EXERCISE
For every line in the data below that contains "derive", copy the line.

Dataset entries:
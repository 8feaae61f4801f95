//! Application repository for database operations
//!
//! Every query is filtered by the owning user, so a row that belongs to
//! someone else is indistinguishable from a row that does not exist.

use async_trait::async_trait;
use sqlx::PgPool;

use crate::core::db::models::{Application, ApplicationChanges, NewApplication};

/// Application repository error types
#[derive(Debug, thiserror::Error)]
pub enum ApplicationRepositoryError {
    #[error("Database error: {0}")]
    DatabaseError(#[from] sqlx::Error),
}

/// Owner-scoped application persistence
#[async_trait]
pub trait ApplicationStore: Send + Sync {
    /// All applications of an owner, newest `applied_date` first, then by company
    async fn list_by_owner(
        &self,
        owner_id: i64,
    ) -> Result<Vec<Application>, ApplicationRepositoryError>;

    async fn find_by_owner(
        &self,
        owner_id: i64,
        id: i64,
    ) -> Result<Option<Application>, ApplicationRepositoryError>;

    async fn create(
        &self,
        application: &NewApplication,
    ) -> Result<Application, ApplicationRepositoryError>;

    /// Returns `None` if no row with this id belongs to the owner
    async fn update_by_owner(
        &self,
        owner_id: i64,
        id: i64,
        changes: &ApplicationChanges,
    ) -> Result<Option<Application>, ApplicationRepositoryError>;

    async fn delete_by_owner(&self, owner_id: i64, id: i64)
    -> Result<bool, ApplicationRepositoryError>;
}

/// PostgreSQL-backed application repository
#[derive(Clone)]
pub struct ApplicationRepository {
    pool: PgPool,
}

impl ApplicationRepository {
    /// Create a new application repository
    pub fn new(pool: PgPool) -> Self {
        Self { pool }
    }
}

#[async_trait]
impl ApplicationStore for ApplicationRepository {
    async fn list_by_owner(
        &self,
        owner_id: i64,
    ) -> Result<Vec<Application>, ApplicationRepositoryError> {
        let applications = sqlx::query_as::<_, Application>(
            r#"
            SELECT id, company, position, status, location, applied_date, term, note,
                   resume_url, user_id, created_at, updated_at
            FROM applications
            WHERE user_id = $1
            ORDER BY applied_date DESC, company ASC
            "#,
        )
        .bind(owner_id)
        .fetch_all(&self.pool)
        .await?;

        Ok(applications)
    }

    async fn find_by_owner(
        &self,
        owner_id: i64,
        id: i64,
    ) -> Result<Option<Application>, ApplicationRepositoryError> {
        let application = sqlx::query_as::<_, Application>(
            r#"
            SELECT id, company, position, status, location, applied_date, term, note,
                   resume_url, user_id, created_at, updated_at
            FROM applications
            WHERE id = $1 AND user_id = $2
            "#,
        )
        .bind(id)
        .bind(owner_id)
        .fetch_optional(&self.pool)
        .await?;

        Ok(application)
    }

    async fn create(
        &self,
        application: &NewApplication,
    ) -> Result<Application, ApplicationRepositoryError> {
        let fields = &application.fields;
        let created = sqlx::query_as::<_, Application>(
            r#"
            INSERT INTO applications
                (company, position, status, location, applied_date, term, note, resume_url, user_id)
            VALUES ($1, $2, $3, $4, $5, $6, $7, $8, $9)
            RETURNING id, company, position, status, location, applied_date, term, note,
                      resume_url, user_id, created_at, updated_at
            "#,
        )
        .bind(&fields.company)
        .bind(&fields.position)
        .bind(fields.status)
        .bind(&fields.location)
        .bind(fields.applied_date)
        .bind(&fields.term)
        .bind(&fields.note)
        .bind(&application.resume_url)
        .bind(application.user_id)
        .fetch_one(&self.pool)
        .await?;

        Ok(created)
    }

    async fn update_by_owner(
        &self,
        owner_id: i64,
        id: i64,
        changes: &ApplicationChanges,
    ) -> Result<Option<Application>, ApplicationRepositoryError> {
        let fields = &changes.fields;
        let updated = sqlx::query_as::<_, Application>(
            r#"
            UPDATE applications
            SET
                company = $3,
                position = $4,
                status = $5,
                location = $6,
                applied_date = $7,
                term = $8,
                note = $9,
                resume_url = COALESCE($10, resume_url),
                updated_at = NOW()
            WHERE id = $1 AND user_id = $2
            RETURNING id, company, position, status, location, applied_date, term, note,
                      resume_url, user_id, created_at, updated_at
            "#,
        )
        .bind(id)
        .bind(owner_id)
        .bind(&fields.company)
        .bind(&fields.position)
        .bind(fields.status)
        .bind(&fields.location)
        .bind(fields.applied_date)
        .bind(&fields.term)
        .bind(&fields.note)
        .bind(&changes.resume_url)
        .fetch_optional(&self.pool)
        .await?;

        Ok(updated)
    }

    async fn delete_by_owner(
        &self,
        owner_id: i64,
        id: i64,
    ) -> Result<bool, ApplicationRepositoryError> {
        let result = sqlx::query(
            r#"
            DELETE FROM applications
            WHERE id = $1 AND user_id = $2
            "#,
        )
        .bind(id)
        .bind(owner_id)
        .execute(&self.pool)
        .await?;

        Ok(result.rows_affected() > 0)
    }
}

TASK OUTPUT
#[derive(Debug, thiserror::Error)]
#[derive(Clone)]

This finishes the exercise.